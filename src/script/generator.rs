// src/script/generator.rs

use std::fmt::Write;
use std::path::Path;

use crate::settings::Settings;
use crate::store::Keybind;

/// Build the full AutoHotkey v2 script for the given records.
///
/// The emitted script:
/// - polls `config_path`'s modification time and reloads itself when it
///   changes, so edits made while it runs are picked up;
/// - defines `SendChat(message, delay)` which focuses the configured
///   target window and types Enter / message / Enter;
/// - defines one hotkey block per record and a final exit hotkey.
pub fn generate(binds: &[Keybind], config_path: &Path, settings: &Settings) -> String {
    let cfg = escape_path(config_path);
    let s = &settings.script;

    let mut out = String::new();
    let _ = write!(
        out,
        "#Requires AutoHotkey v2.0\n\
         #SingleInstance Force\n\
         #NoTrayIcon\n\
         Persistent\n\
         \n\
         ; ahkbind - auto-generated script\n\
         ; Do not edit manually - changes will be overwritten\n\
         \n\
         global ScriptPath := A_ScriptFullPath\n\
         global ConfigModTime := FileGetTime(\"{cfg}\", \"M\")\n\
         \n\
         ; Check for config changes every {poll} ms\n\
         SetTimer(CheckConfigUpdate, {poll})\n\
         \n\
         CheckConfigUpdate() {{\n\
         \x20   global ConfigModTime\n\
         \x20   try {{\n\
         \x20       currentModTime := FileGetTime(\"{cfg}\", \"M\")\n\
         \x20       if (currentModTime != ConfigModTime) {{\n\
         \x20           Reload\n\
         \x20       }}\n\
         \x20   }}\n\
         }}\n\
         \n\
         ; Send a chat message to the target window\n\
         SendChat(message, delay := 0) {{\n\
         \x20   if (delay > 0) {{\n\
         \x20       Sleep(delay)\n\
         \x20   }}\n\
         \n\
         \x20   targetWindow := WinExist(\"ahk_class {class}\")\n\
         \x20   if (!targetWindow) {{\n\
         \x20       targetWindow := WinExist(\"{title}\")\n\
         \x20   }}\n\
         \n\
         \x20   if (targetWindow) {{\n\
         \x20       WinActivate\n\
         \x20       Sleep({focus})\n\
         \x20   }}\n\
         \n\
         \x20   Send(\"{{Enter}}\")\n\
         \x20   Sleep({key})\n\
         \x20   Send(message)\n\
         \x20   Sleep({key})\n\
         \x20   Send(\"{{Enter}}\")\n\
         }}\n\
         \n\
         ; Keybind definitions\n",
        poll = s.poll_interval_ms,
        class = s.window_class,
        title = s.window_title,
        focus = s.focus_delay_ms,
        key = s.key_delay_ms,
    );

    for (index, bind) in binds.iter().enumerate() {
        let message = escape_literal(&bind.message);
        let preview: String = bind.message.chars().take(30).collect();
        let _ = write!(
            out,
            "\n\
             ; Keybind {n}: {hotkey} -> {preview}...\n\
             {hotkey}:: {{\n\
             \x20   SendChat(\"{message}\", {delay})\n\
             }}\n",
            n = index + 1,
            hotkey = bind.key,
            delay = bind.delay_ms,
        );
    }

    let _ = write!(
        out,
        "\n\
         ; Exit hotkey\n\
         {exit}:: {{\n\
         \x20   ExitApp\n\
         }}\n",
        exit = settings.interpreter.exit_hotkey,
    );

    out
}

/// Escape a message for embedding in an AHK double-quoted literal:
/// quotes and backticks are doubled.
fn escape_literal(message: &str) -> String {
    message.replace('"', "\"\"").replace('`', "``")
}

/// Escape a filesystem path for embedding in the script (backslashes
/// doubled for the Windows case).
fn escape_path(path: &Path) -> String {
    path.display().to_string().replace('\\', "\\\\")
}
-------------------------
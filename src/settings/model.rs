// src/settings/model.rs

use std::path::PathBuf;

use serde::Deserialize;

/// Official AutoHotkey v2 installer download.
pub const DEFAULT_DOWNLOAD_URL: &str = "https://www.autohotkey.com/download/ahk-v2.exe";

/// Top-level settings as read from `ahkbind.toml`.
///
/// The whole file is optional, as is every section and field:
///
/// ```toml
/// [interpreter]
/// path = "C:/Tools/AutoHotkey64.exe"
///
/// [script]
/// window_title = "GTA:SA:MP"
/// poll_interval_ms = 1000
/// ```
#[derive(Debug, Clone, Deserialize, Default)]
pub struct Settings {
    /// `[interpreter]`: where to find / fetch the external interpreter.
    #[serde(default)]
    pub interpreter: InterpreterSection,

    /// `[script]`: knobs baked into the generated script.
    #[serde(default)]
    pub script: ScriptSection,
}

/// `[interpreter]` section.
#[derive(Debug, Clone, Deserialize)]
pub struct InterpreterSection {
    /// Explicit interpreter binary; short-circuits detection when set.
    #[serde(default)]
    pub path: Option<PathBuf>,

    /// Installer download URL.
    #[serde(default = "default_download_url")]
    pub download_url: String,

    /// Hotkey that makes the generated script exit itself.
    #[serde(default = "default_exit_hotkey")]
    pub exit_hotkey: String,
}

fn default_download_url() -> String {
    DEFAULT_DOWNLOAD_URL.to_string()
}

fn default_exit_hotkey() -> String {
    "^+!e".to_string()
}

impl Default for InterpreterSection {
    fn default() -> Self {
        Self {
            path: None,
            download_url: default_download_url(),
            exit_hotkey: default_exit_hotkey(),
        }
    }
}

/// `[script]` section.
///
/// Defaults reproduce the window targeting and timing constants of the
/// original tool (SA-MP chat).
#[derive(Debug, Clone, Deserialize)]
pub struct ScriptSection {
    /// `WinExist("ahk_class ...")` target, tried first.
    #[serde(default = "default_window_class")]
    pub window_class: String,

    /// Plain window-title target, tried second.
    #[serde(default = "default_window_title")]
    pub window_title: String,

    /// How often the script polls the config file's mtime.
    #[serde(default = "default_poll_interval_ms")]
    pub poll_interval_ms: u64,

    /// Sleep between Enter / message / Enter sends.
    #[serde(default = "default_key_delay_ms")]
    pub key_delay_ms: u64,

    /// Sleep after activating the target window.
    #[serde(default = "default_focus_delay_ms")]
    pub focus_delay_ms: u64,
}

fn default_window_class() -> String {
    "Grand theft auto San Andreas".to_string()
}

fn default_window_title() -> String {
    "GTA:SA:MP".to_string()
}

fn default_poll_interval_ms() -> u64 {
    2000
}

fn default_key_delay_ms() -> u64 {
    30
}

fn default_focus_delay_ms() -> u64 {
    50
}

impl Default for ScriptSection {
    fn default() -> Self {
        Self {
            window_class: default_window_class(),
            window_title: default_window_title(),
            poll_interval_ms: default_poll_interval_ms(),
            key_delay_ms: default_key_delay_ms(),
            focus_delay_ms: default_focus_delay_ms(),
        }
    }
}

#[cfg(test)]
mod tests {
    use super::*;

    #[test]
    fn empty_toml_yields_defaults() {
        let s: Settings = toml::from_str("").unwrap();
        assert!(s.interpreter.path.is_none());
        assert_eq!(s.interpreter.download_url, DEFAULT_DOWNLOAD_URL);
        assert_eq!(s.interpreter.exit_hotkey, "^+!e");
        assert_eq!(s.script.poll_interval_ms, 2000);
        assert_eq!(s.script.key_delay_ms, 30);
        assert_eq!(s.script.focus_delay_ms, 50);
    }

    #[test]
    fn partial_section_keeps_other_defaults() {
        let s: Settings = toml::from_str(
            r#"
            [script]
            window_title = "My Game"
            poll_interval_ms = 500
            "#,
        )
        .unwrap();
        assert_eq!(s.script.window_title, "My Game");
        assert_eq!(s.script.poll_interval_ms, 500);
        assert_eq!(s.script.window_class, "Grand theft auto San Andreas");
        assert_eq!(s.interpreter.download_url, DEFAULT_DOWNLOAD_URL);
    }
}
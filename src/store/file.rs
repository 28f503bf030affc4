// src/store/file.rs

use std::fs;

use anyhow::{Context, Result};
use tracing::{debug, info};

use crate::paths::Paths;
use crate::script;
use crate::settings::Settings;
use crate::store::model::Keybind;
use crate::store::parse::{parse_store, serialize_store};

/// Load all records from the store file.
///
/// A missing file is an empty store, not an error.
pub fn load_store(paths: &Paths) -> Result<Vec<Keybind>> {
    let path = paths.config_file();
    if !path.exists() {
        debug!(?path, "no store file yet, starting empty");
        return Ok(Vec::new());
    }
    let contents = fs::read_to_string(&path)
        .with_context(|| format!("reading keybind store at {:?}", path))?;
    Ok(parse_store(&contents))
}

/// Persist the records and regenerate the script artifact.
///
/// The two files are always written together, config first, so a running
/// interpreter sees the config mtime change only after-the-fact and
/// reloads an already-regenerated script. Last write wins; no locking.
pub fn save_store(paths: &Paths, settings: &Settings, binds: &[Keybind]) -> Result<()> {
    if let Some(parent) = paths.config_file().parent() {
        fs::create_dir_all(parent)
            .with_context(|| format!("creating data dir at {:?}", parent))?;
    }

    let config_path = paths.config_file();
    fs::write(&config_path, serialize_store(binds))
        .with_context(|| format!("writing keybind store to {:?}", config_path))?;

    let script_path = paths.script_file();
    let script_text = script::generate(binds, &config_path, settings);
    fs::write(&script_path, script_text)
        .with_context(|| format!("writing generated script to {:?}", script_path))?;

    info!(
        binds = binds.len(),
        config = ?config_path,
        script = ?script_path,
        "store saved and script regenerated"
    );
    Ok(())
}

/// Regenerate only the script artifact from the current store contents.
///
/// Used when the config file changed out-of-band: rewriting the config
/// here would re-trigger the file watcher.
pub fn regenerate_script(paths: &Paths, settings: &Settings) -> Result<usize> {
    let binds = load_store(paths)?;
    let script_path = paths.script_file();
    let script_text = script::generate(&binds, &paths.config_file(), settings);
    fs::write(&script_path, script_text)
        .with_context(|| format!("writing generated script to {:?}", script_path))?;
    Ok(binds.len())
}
-------------------------
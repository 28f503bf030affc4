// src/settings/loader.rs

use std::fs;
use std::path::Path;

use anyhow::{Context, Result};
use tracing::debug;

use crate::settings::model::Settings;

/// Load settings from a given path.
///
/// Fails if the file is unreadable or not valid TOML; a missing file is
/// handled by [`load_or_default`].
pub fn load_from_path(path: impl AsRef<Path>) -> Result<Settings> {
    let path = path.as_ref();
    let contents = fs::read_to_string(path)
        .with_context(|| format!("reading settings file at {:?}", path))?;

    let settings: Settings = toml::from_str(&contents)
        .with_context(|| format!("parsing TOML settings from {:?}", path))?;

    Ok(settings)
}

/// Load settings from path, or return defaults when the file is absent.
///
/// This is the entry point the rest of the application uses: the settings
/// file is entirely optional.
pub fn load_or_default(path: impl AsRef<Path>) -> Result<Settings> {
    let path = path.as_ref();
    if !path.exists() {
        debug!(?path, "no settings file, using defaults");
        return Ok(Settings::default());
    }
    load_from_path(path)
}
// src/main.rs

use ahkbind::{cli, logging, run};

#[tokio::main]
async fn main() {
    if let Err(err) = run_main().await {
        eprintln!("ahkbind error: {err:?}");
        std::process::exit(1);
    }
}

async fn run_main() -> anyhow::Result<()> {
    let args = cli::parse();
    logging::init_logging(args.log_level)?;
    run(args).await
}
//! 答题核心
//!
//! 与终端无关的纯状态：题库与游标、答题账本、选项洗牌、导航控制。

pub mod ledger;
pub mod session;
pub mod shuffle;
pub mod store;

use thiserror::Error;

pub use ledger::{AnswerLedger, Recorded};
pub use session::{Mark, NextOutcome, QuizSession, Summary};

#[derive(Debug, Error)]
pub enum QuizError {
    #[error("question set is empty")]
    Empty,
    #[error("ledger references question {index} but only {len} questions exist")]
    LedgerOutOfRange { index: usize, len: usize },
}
-------------------------
Search the listing above for the lines with "poll_interval_ms = 500" and "so a running", then output those lines and all lines between them exactly.

            poll_interval_ms = 500
            "#,
        )
        .unwrap();
        assert_eq!(s.script.window_title, "My Game");
        assert_eq!(s.script.poll_interval_ms, 500);
        assert_eq!(s.script.window_class, "Grand theft auto San Andreas");
        assert_eq!(s.interpreter.download_url, DEFAULT_DOWNLOAD_URL);
    }
}
filename src/store/file.rs
repository 28f503bf030affc4
// src/store/file.rs

use std::fs;

use anyhow::{Context, Result};
use tracing::{debug, info};

use crate::paths::Paths;
use crate::script;
use crate::settings::Settings;
use crate::store::model::Keybind;
use crate::store::parse::{parse_store, serialize_store};

/// Load all records from the store file.
///
/// A missing file is an empty store, not an error.
pub fn load_store(paths: &Paths) -> Result<Vec<Keybind>> {
    let path = paths.config_file();
    if !path.exists() {
        debug!(?path, "no store file yet, starting empty");
        return Ok(Vec::new());
    }
    let contents = fs::read_to_string(&path)
        .with_context(|| format!("reading keybind store at {:?}", path))?;
    Ok(parse_store(&contents))
}

/// Persist the records and regenerate the script artifact.
///
/// The two files are always written together, config first, so a running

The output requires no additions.